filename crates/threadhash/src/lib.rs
//! Native execution core for a single-threaded host runtime.
//!
//! The host owns one cooperative execution context and must never run
//! CPU-heavy or blocking work on it. This crate provides:
//!
//! | Component | Module | Role |
//! |-----------|--------|------|
//! | [`HashEngine`] | [`hash`] | Deterministic, cost-parameterized password hash |
//! | [`TaskOffloader`] | [`offload`] | Runs one hash per OS thread, delivers exactly one completion |
//! | [`WorkerThreadManager`] | [`worker`] | One persistent background thread with a periodic callback |
//! | [`CallbackBridge`] | [`bridge`] | Posts payloads from any thread onto the host context |
//! | [`NativeCore`] | [`surface`] | The call surface the host sees |
//!
//! Results computed off-thread are only ever observed on the host context,
//! during a host turn.
//!
//! # Example
//!
//! ```rust
//! use std::time::Duration;
//! use threadhash::{CoreConfig, NativeCore};
//!
//! let core = NativeCore::new(CoreConfig::default()).unwrap();
//!
//! let sync = core.hash_password("password", "hash343454523f", 20).unwrap();
//! assert_eq!(sync, "bf0493bd6dd74fe968296a3aeb9fe5bd8468e51e2a260aa19cc9e03431db97ca");
//!
//! let pending = core.hash_password_async("password", "hash343454523f", 20);
//! let async_digest = core.wait(&pending, Duration::from_secs(30)).unwrap();
//! assert_eq!(sync, async_digest);
//! ```

pub mod bridge;
pub mod config;
pub mod error;
pub mod hash;
pub mod offload;
pub mod surface;
pub mod worker;

pub use bridge::{CallbackBridge, CallbackRef, Deliver, Delivery, HostContext, HostHandle};
pub use config::{CoreConfig, HashConfig, HostConfig, OffloadConfig, WorkerConfig};
pub use error::{BridgeError, Result};
pub use hash::{HashEngine, HashRequest, HashResult, StretchedSha256};
pub use offload::{benchmark_sync, Benchmark, Completion, OperationId, TaskOffloader};
pub use surface::{Eventual, NativeCore, OperationState, PendingOperation};
pub use worker::{sleep, sleep_ms, CallbackInvocation, CancelSignal, WorkerState, WorkerThreadManager};
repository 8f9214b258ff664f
//! Error types for the threadhash core.
//!
//! Every fallible operation on the call surface returns [`BridgeError`].
//! Hashing failures and offload failures travel through the same channel as
//! success: a synchronous `Err` for inline calls, a failed completion for
//! offloaded ones.

/// Primary error type for the native core.
#[derive(Debug, Clone, PartialEq, Eq, thiserror::Error)]
pub enum BridgeError {
    /// Malformed hash parameters or call arguments.
    #[error("invalid input: {0}")]
    InvalidInput(String),

    /// An offload thread (or a delivery slot) could not be acquired.
    #[error("resource unavailable: {0}")]
    ResourceUnavailable(String),

    /// The background worker is already starting or running.
    #[error("worker already running")]
    AlreadyRunning,

    /// The background worker is not running.
    #[error("worker not running")]
    NotRunning,

    /// A host-supplied callback reported a failure.
    #[error("host callback failed: {0}")]
    HostCallback(String),

    /// The host context that owns the delivery queue has been dropped.
    #[error("host context is gone")]
    HostGone,

    /// Configuration could not be parsed or failed validation.
    #[error("invalid configuration: {0}")]
    Config(String),
}

impl BridgeError {
    /// Shorthand for [`BridgeError::InvalidInput`].
    pub fn invalid(msg: impl Into<String>) -> Self {
        Self::InvalidInput(msg.into())
    }

    /// Shorthand for [`BridgeError::ResourceUnavailable`].
    pub fn unavailable(msg: impl Into<String>) -> Self {
        Self::ResourceUnavailable(msg.into())
    }

    /// Wrap a host callback failure, keeping the full context chain.
    pub fn from_host(err: &anyhow::Error) -> Self {
        Self::HostCallback(format!("{err:#}"))
    }

    /// Whether this error is a lifecycle no-op rather than a real failure.
    pub fn is_benign(&self) -> bool {
        matches!(self, Self::AlreadyRunning | Self::NotRunning)
    }
}

impl From<serde_json::Error> for BridgeError {
    fn from(err: serde_json::Error) -> Self {
        Self::Config(err.to_string())
    }
}

/// Convenience alias used throughout the crate.
pub type Result<T> = std::result::Result<T, BridgeError>;
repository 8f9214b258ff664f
//! Integration tests for offloaded hashing.
//!
//! Checks sync/async equivalence, that results are only observed on host
//! turns, and that concurrent operations never receive each other's result.

mod helpers;

use std::time::Duration;

use proptest::prelude::*;
use threadhash::{BridgeError, CoreConfig, NativeCore, OperationState};

use helpers::{default_core, drive_until, fast_core, SALT, WAIT};

#[test]
fn test_async_matches_sync_golden() {
    let core = default_core();
    let pending = core.hash_password_async("password", SALT, 20);
    let digest = core.wait(&pending, WAIT).unwrap();
    assert_eq!(digest, core.hash_password("password", SALT, 20).unwrap());
}

#[test]
fn test_result_only_observed_on_host_turn() {
    let core = fast_core(10);
    let pending = core.hash_password_async("password", SALT, 1);

    // Give the offload thread ample time; without a host turn nothing settles.
    std::thread::sleep(Duration::from_millis(100));
    assert_eq!(pending.state(), OperationState::Pending);

    assert!(drive_until(&core, WAIT, || pending.is_settled()));
    assert!(matches!(pending.state(), OperationState::Completed(_)));
}

#[test]
fn test_concurrent_operations_resolve_independently() {
    let core = fast_core(10);
    let salts: Vec<String> = (0..16).map(|i| format!("salt-{i:04}-abcdef")).collect();

    let pending: Vec<_> = salts
        .iter()
        .map(|salt| core.hash_password_async("password", salt, 2))
        .collect();
    assert_eq!(core.pending_operations(), salts.len());

    for (salt, eventual) in salts.iter().zip(pending) {
        let digest = core.wait(&eventual, WAIT).unwrap();
        assert_eq!(digest, core.hash_password("password", salt, 2).unwrap(), "salt {salt}");
    }
    assert_eq!(core.pending_operations(), 0);
}

#[test]
fn test_async_invalid_input_fails() {
    let core = fast_core(10);
    let pending = core.hash_password_async("password", "tiny", 1);
    assert!(matches!(core.wait(&pending, WAIT), Err(BridgeError::InvalidInput(_))));
}

#[test]
fn test_in_flight_limit_fails_excess_operations() {
    let mut config = CoreConfig::default();
    config.offload.max_in_flight = 1;
    let core = NativeCore::new(config).unwrap();

    // The first job is slow enough to still be running when the rest arrive.
    let slow = core.hash_password_async("password", SALT, 400);
    let rejected = core.hash_password_async("password", SALT, 1);

    assert!(matches!(core.wait(&rejected, WAIT), Err(BridgeError::ResourceUnavailable(_))));
    assert!(core.wait(&slow, WAIT).is_ok());
}

#[test]
fn test_bounded_queue_still_settles_every_operation() {
    let mut config = CoreConfig::default();
    config.hash.rounds_per_cost = 8;
    config.host.queue_capacity = Some(1);
    let core = NativeCore::new(config).unwrap();

    let salts = ["salt-aaaa-0001", "salt-bbbb-0002", "salt-cccc-0003"];
    let pending: Vec<_> = salts
        .iter()
        .map(|salt| core.hash_password_async("password", salt, 1))
        .collect();

    // Every job finishes while the host is not draining.
    std::thread::sleep(Duration::from_millis(300));
    assert_eq!(core.host().pending_deliveries(), salts.len());

    for (salt, eventual) in salts.iter().zip(&pending) {
        let digest = core.wait(eventual, WAIT).unwrap();
        assert_eq!(digest, core.hash_password("password", salt, 1).unwrap());
    }
    assert_eq!(core.pending_operations(), 0);
}

#[test]
fn test_wait_keeps_result_after_unrelated_callback_error() {
    let core = fast_core(10);
    core.start_worker(|_, counter| anyhow::bail!("tick {counter} rejected"))
        .unwrap();
    assert!(drive_until_queued(&core));

    let pending = core.hash_password_async("password", SALT, 1);
    let first = core.wait(&pending, WAIT);
    assert!(matches!(first, Err(BridgeError::HostCallback(_))), "got {first:?}");

    // The same handle can be waited on again until it settles.
    let mut digest = None;
    for _ in 0..1000 {
        match core.wait(&pending, WAIT) {
            Ok(value) => {
                digest = Some(value);
                break;
            }
            Err(BridgeError::HostCallback(_)) => continue,
            Err(err) => panic!("unexpected error: {err}"),
        }
    }
    core.stop_worker();
    assert_eq!(digest.unwrap(), core.hash_password("password", SALT, 1).unwrap());
    assert_eq!(core.pending_operations(), 0);
}

fn drive_until_queued(core: &NativeCore) -> bool {
    let deadline = std::time::Instant::now() + WAIT;
    while core.host().pending_deliveries() == 0 {
        if std::time::Instant::now() >= deadline {
            return false;
        }
        std::thread::sleep(Duration::from_millis(1));
    }
    true
}

#[test]
fn test_benchmark_sync_is_a_passthrough() {
    let core = fast_core(10);
    let thread = std::thread::current().id();
    let bench = core.benchmark_sync(|| (std::thread::current().id(), "value"));
    assert_eq!(bench.value, (thread, "value"));
    assert!(bench.elapsed_ms() >= 0.0);

    let failing = core.benchmark_sync(|| core.hash_password("pw", SALT, 0));
    assert!(failing.value.is_err());
}

proptest! {
    #![proptest_config(ProptestConfig::with_cases(16))]

    // Property: the offloaded digest equals the inline digest
    #[test]
    fn test_async_equals_sync(
        password in "[a-zA-Z0-9]{1,16}",
        salt in "[a-zA-Z0-9]{8,16}",
        cost in 1i64..4
    ) {
        let core = fast_core(10);
        let sync = core.hash_password(&password, &salt, cost).unwrap();
        let pending = core.hash_password_async(&password, &salt, cost);
        prop_assert_eq!(core.wait(&pending, WAIT).unwrap(), sync);
    }
}
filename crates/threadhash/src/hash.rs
//! Cost-parameterized password hashing.
//!
//! [`HashEngine`] is the pluggable seam: the rest of the core only needs a
//! deterministic `compute(password, salt, cost) -> digest`. The default
//! engine, [`StretchedSha256`], is an iterated SHA-256 key-strengthening loop
//! whose running time grows linearly with `cost`.
//!
//! # Construction
//!
//! ```text
//! rounds  = cost * rounds_per_cost
//! block_i = SHA-256(salt || password || be32(i))          i = 1, 2, ...
//! repeat rounds - 1 times:
//!     block_i = SHA-256(block_i || password || salt)
//! digest  = (block_1 || block_2 || ...)[..digest_len]
//! ```
//!
//! The digest is rendered as lower-case hex on the call surface.

use std::fmt;

use sha2::{Digest, Sha256};

use crate::config::HashConfig;
use crate::error::{BridgeError, Result};

const BLOCK_LEN: usize = 32;

// ---------------------------------------------------------------------------
// Request / result
// ---------------------------------------------------------------------------

/// One hashing job. Immutable once built; consumed by a [`HashEngine`].
#[derive(Clone, PartialEq, Eq)]
pub struct HashRequest {
    password: Vec<u8>,
    salt: Vec<u8>,
    cost: u32,
}

impl HashRequest {
    /// Build a request, rejecting a non-positive or oversized cost.
    ///
    /// The cost is taken as `i64` because hosts hand integers over untyped.
    pub fn new(password: impl Into<Vec<u8>>, salt: impl Into<Vec<u8>>, cost: i64) -> Result<Self> {
        if cost <= 0 {
            return Err(BridgeError::invalid(format!("cost must be positive, got {cost}")));
        }
        let cost = u32::try_from(cost)
            .map_err(|_| BridgeError::invalid(format!("cost {cost} does not fit in 32 bits")))?;
        Ok(Self {
            password: password.into(),
            salt: salt.into(),
            cost,
        })
    }

    pub fn password(&self) -> &[u8] {
        &self.password
    }

    pub fn salt(&self) -> &[u8] {
        &self.salt
    }

    pub fn cost(&self) -> u32 {
        self.cost
    }
}

// Keeps the password out of logs.
impl fmt::Debug for HashRequest {
    fn fmt(&self, f: &mut fmt::Formatter<'_>) -> fmt::Result {
        f.debug_struct("HashRequest")
            .field("password", &"<redacted>")
            .field("salt_len", &self.salt.len())
            .field("cost", &self.cost)
            .finish()
    }
}

/// The digest produced for one [`HashRequest`].
#[derive(Debug, Clone, PartialEq, Eq, Hash)]
pub struct HashResult {
    digest: Vec<u8>,
}

impl HashResult {
    pub fn from_bytes(digest: Vec<u8>) -> Self {
        Self { digest }
    }

    pub fn as_bytes(&self) -> &[u8] {
        &self.digest
    }

    /// Lower-case hex rendering, as returned to the host.
    pub fn to_hex(&self) -> String {
        hex::encode(&self.digest)
    }

    pub fn into_bytes(self) -> Vec<u8> {
        self.digest
    }
}

impl fmt::Display for HashResult {
    fn fmt(&self, f: &mut fmt::Formatter<'_>) -> fmt::Result {
        f.write_str(&self.to_hex())
    }
}

// ---------------------------------------------------------------------------
// Engine trait
// ---------------------------------------------------------------------------

/// A deterministic, CPU-bound password hash.
///
/// Implementations must be pure: the same request always yields the same
/// digest, and the only side effect is the time spent computing it.
pub trait HashEngine: Send + Sync {
    /// Compute the digest for `request`.
    ///
    /// # Errors
    ///
    /// Returns [`BridgeError::InvalidInput`] when the request violates the
    /// engine's parameter constraints.
    fn compute(&self, request: &HashRequest) -> Result<HashResult>;

    /// Short identifier used in logs.
    fn name(&self) -> &'static str;
}

// ---------------------------------------------------------------------------
// Iterated SHA-256
// ---------------------------------------------------------------------------

/// Iterated SHA-256 key strengthening. See the module docs for the exact
/// construction.
#[derive(Debug, Clone)]
pub struct StretchedSha256 {
    config: HashConfig,
}

impl StretchedSha256 {
    /// Build an engine from a validated configuration.
    pub fn new(config: HashConfig) -> Result<Self> {
        config.validate()?;
        Ok(Self { config })
    }

    pub fn config(&self) -> &HashConfig {
        &self.config
    }

    fn check(&self, request: &HashRequest) -> Result<()> {
        if request.password.is_empty() {
            return Err(BridgeError::invalid("password must not be empty"));
        }
        let min_salt = self.config.min_salt_len.max(1);
        if request.salt.len() < min_salt {
            return Err(BridgeError::invalid(format!(
                "salt must be at least {min_salt} bytes, got {}",
                request.salt.len()
            )));
        }
        if request.cost > self.config.max_cost {
            return Err(BridgeError::invalid(format!(
                "cost {} exceeds maximum {}",
                request.cost, self.config.max_cost
            )));
        }
        Ok(())
    }

    fn block(&self, request: &HashRequest, index: u32, rounds: u64) -> [u8; BLOCK_LEN] {
        let mut state = Sha256::new()
            .chain_update(&request.salt)
            .chain_update(&request.password)
            .chain_update(index.to_be_bytes())
            .finalize();
        for _ in 1..rounds {
            state = Sha256::new()
                .chain_update(state)
                .chain_update(&request.password)
                .chain_update(&request.salt)
                .finalize();
        }
        state.into()
    }
}

impl Default for StretchedSha256 {
    fn default() -> Self {
        Self {
            config: HashConfig::default(),
        }
    }
}

impl HashEngine for StretchedSha256 {
    fn compute(&self, request: &HashRequest) -> Result<HashResult> {
        self.check(request)?;

        let rounds = u64::from(request.cost) * u64::from(self.config.rounds_per_cost);
        let blocks = self.config.digest_len.div_ceil(BLOCK_LEN);
        let mut digest = Vec::with_capacity(blocks * BLOCK_LEN);
        for index in 1..=blocks as u32 {
            digest.extend_from_slice(&self.block(request, index, rounds));
        }
        digest.truncate(self.config.digest_len);

        Ok(HashResult::from_bytes(digest))
    }

    fn name(&self) -> &'static str {
        "stretched-sha256"
    }
}

// ---------------------------------------------------------------------------
// Tests
// ---------------------------------------------------------------------------
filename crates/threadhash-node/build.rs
extern crate napi_build;

fn main() {
    napi_build::setup();
}
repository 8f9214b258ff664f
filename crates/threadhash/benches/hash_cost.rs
//! Benchmarks for the stretched SHA-256 engine.
//!
//! Measures how hashing time scales with the cost parameter, and the
//! overhead of the offload round trip compared to an inline call.

use criterion::{criterion_group, criterion_main, BenchmarkId, Criterion, Throughput};
use std::time::Duration;

use threadhash::{CoreConfig, HashEngine, HashRequest, NativeCore, StretchedSha256};

const SALT: &str = "hash343454523f";

// ---------------------------------------------------------------------------
// Cost scaling
// ---------------------------------------------------------------------------

fn hash_cost_scaling(c: &mut Criterion) {
    let mut group = c.benchmark_group("hash_cost");
    group.warm_up_time(Duration::from_secs(1));
    group.sample_size(20);

    let engine = StretchedSha256::default();
    for &cost in &[1i64, 5, 10, 20] {
        let request = HashRequest::new("password", SALT, cost).unwrap();
        group.throughput(Throughput::Elements(cost as u64));
        group.bench_with_input(BenchmarkId::new("stretched_sha256", cost), &request, |b, req| {
            b.iter(|| criterion::black_box(engine.compute(req).unwrap()));
        });
    }
    group.finish();
}

// ---------------------------------------------------------------------------
// Inline vs offloaded
// ---------------------------------------------------------------------------

fn inline_vs_offload(c: &mut Criterion) {
    let mut group = c.benchmark_group("inline_vs_offload");
    group.sample_size(20);

    let core = NativeCore::new(CoreConfig::default()).unwrap();
    group.bench_function("inline", |b| {
        b.iter(|| core.hash_password("password", SALT, 5).unwrap());
    });
    group.bench_function("offload", |b| {
        b.iter(|| {
            let pending = core.hash_password_async("password", SALT, 5);
            core.wait(&pending, Duration::from_secs(30)).unwrap()
        });
    });
    group.finish();
}

criterion_group!(benches, hash_cost_scaling, inline_vs_offload);
criterion_main!(benches);
//! Running hash jobs off the host thread.
//!
//! [`TaskOffloader::submit`] hands one [`HashRequest`] to a dedicated OS
//! thread, runs the [`HashEngine`] there, and posts exactly one
//! [`Completion`] through the caller's [`Deliver`] sink. Each completion
//! carries the [`OperationId`] returned by `submit`, so concurrent jobs
//! resolve independently no matter which finishes first.

use std::any::Any;
use std::fmt;
use std::panic::{self, AssertUnwindSafe};
use std::sync::atomic::{AtomicU64, AtomicUsize, Ordering};
use std::sync::Arc;
use std::thread;
use std::time::{Duration, Instant};

use tracing::{debug, warn};

use crate::bridge::Deliver;
use crate::config::OffloadConfig;
use crate::error::{BridgeError, Result};
use crate::hash::{HashEngine, HashRequest, HashResult};

/// Identity of one offloaded operation.
#[derive(Debug, Clone, Copy, PartialEq, Eq, Hash, PartialOrd, Ord)]
pub struct OperationId(pub(crate) u64);

impl OperationId {
    pub fn get(self) -> u64 {
        self.0
    }
}

impl fmt::Display for OperationId {
    fn fmt(&self, f: &mut fmt::Formatter<'_>) -> fmt::Result {
        write!(f, "op-{}", self.0)
    }
}

/// The single message an offloaded operation produces.
#[derive(Debug, Clone, PartialEq, Eq)]
pub struct Completion {
    pub id: OperationId,
    pub outcome: Result<HashResult>,
}

// ---------------------------------------------------------------------------
// In-flight accounting
// ---------------------------------------------------------------------------

struct InFlightGuard(Arc<AtomicUsize>);

impl Drop for InFlightGuard {
    fn drop(&mut self) {
        self.0.fetch_sub(1, Ordering::AcqRel);
    }
}

// ---------------------------------------------------------------------------
// Offloader
// ---------------------------------------------------------------------------

/// Spawns one offload thread per submitted request.
pub struct TaskOffloader {
    engine: Arc<dyn HashEngine>,
    config: OffloadConfig,
    next_id: AtomicU64,
    in_flight: Arc<AtomicUsize>,
}

impl TaskOffloader {
    pub fn new(engine: Arc<dyn HashEngine>, config: OffloadConfig) -> Result<Self> {
        config.validate()?;
        Ok(Self {
            engine,
            config,
            next_id: AtomicU64::new(1),
            in_flight: Arc::new(AtomicUsize::new(0)),
        })
    }

    pub fn engine(&self) -> &Arc<dyn HashEngine> {
        &self.engine
    }

    /// Operations currently running on offload threads.
    pub fn in_flight(&self) -> usize {
        self.in_flight.load(Ordering::Acquire)
    }

    /// Run `request` inline on the calling thread.
    pub fn run_inline(&self, request: &HashRequest) -> Result<HashResult> {
        self.engine.compute(request)
    }

    /// Run `request` on an offload thread and deliver its [`Completion`]
    /// through `sink`. Never blocks on the hash itself.
    ///
    /// When no offload thread can be acquired the failure is delivered
    /// through `sink` like any other outcome.
    pub fn submit<D>(&self, request: HashRequest, sink: D) -> OperationId
    where
        D: Deliver<Completion> + 'static,
    {
        let id = OperationId(self.next_id.fetch_add(1, Ordering::Relaxed));
        let max = self.config.max_in_flight;

        let reserved = self
            .in_flight
            .fetch_update(Ordering::AcqRel, Ordering::Acquire, |n| (n < max).then_some(n + 1));
        if reserved.is_err() {
            warn!(%id, max, "offload rejected: too many operations in flight");
            let err = BridgeError::unavailable(format!("{max} operations already in flight"));
            send(&sink, Completion { id, outcome: Err(err) });
            return id;
        }
        let guard = InFlightGuard(Arc::clone(&self.in_flight));

        let sink = Arc::new(sink);
        let thread_sink = Arc::clone(&sink);
        let engine = Arc::clone(&self.engine);

        let mut builder = thread::Builder::new().name(format!("{}-{}", self.config.thread_name, id.0));
        if let Some(size) = self.config.stack_size {
            builder = builder.stack_size(size);
        }

        debug!(%id, ?request, engine = engine.name(), "offloading hash");
        let spawned = builder.spawn(move || {
            let started = Instant::now();
            let outcome = panic::catch_unwind(AssertUnwindSafe(|| engine.compute(&request)))
                .unwrap_or_else(|payload| {
                    Err(BridgeError::unavailable(format!(
                        "hash engine panicked: {}",
                        panic_message(payload.as_ref())
                    )))
                });
            drop(guard);
            debug!(%id, ok = outcome.is_ok(), elapsed = ?started.elapsed(), "offloaded hash finished");
            send(&*thread_sink, Completion { id, outcome });
        });

        if let Err(err) = spawned {
            warn!(%id, %err, "failed to spawn offload thread");
            let err = BridgeError::unavailable(format!("failed to spawn offload thread: {err}"));
            send(&*sink, Completion { id, outcome: Err(err) });
        }
        id
    }

    /// Allocate an id for a request that failed before it could be built,
    /// and deliver the failure through `sink` like a finished operation.
    pub fn reject<D>(&self, err: BridgeError, sink: D) -> OperationId
    where
        D: Deliver<Completion>,
    {
        let id = OperationId(self.next_id.fetch_add(1, Ordering::Relaxed));
        debug!(%id, %err, "request rejected before offload");
        send(&sink, Completion { id, outcome: Err(err) });
        id
    }
}

impl fmt::Debug for TaskOffloader {
    fn fmt(&self, f: &mut fmt::Formatter<'_>) -> fmt::Result {
        f.debug_struct("TaskOffloader")
            .field("engine", &self.engine.name())
            .field("config", &self.config)
            .field("in_flight", &self.in_flight())
            .finish()
    }
}

fn send<D: Deliver<Completion> + ?Sized>(sink: &D, completion: Completion) {
    let id = completion.id;
    if let Err(err) = sink.deliver(completion) {
        warn!(%id, %err, "completion could not be delivered");
    }
}

pub(crate) fn panic_message(payload: &(dyn Any + Send)) -> String {
    if let Some(msg) = payload.downcast_ref::<&str>() {
        (*msg).to_string()
    } else if let Some(msg) = payload.downcast_ref::<String>() {
        msg.clone()
    } else {
        "unknown panic".to_string()
    }
}

// ---------------------------------------------------------------------------
// Synchronous call-through
// ---------------------------------------------------------------------------

/// Return value and wall time of a [`benchmark_sync`] call.
#[derive(Debug, Clone, PartialEq)]
pub struct Benchmark<T> {
    pub value: T,
    pub elapsed: Duration,
}

impl<T> Benchmark<T> {
    /// Elapsed wall time in milliseconds.
    pub fn elapsed_ms(&self) -> f64 {
        self.elapsed.as_secs_f64() * 1000.0
    }
}

/// Call `f` on the current thread and time it.
///
/// No thread switch happens. Whatever `f` returns, including an `Err`, is
/// passed back unchanged, and a panic in `f` unwinds through this call.
pub fn benchmark_sync<T>(f: impl FnOnce() -> T) -> Benchmark<T> {
    let started = Instant::now();
    let value = f();
    Benchmark {
        value,
        elapsed: started.elapsed(),
    }
}

// ---------------------------------------------------------------------------
// Tests
// ---------------------------------------------------------------------------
----------------------------------------
Your assignment:
Repeat, word for word, the lines from the start of the records to the line that contains "Module | Role |", both of them included, and no others.

Result of the exercise:
filename crates/threadhash/src/lib.rs
//! Native execution core for a single-threaded host runtime.
//!
//! The host owns one cooperative execution context and must never run
//! CPU-heavy or blocking work on it. This crate provides:
//!
//! | Component | Module | Role |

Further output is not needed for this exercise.